(DATA FOR THE TASK Opens)

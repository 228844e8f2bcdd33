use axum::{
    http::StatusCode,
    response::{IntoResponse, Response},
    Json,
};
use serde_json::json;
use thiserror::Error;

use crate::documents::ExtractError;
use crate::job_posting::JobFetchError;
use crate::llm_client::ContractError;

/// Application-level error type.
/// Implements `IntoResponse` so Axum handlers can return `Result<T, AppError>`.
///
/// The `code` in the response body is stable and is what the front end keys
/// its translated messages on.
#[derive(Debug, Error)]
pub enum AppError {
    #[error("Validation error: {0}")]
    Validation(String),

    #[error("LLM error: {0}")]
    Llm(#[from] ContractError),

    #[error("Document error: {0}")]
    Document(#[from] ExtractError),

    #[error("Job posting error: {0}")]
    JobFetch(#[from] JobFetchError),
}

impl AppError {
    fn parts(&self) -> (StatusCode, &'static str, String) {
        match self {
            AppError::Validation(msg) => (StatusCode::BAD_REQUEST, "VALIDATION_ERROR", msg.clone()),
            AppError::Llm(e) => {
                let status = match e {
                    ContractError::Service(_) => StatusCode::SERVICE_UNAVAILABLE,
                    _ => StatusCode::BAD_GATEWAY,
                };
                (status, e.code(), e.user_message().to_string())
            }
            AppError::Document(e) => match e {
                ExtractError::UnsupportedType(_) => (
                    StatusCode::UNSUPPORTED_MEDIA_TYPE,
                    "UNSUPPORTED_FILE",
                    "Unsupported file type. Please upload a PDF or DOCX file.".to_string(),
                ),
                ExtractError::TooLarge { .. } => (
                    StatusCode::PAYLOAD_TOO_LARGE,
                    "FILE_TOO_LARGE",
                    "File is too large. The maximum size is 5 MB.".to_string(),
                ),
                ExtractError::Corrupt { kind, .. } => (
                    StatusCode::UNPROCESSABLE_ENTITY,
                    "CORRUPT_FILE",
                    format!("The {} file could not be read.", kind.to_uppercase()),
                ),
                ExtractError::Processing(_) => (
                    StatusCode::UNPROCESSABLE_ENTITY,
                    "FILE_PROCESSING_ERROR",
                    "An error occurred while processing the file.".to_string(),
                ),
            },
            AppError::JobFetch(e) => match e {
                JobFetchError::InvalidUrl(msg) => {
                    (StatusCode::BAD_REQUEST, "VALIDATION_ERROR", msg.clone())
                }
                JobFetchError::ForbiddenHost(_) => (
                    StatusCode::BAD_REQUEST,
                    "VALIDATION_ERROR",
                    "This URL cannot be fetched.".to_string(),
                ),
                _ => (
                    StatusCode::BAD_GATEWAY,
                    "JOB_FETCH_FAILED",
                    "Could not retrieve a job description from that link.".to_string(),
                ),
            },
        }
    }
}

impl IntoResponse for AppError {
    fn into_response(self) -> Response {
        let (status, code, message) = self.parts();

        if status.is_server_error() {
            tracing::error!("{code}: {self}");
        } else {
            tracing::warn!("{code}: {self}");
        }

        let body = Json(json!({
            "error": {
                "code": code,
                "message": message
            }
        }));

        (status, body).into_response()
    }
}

(DATA FOR THE TASK Closes)

▶ INSTRUCTIONS TO FOLLOW
Each line in the data that holds the string "AppError" needs to be copied.

▶ TASK RESPONSE
/// Implements `IntoResponse` so Axum handlers can return `Result<T, AppError>`.
pub enum AppError {
impl AppError {
            AppError::Validation(msg) => (StatusCode::BAD_REQUEST, "VALIDATION_ERROR", msg.clone()),
            AppError::Llm(e) => {
            AppError::Document(e) => match e {
            AppError::JobFetch(e) => match e {
impl IntoResponse for AppError {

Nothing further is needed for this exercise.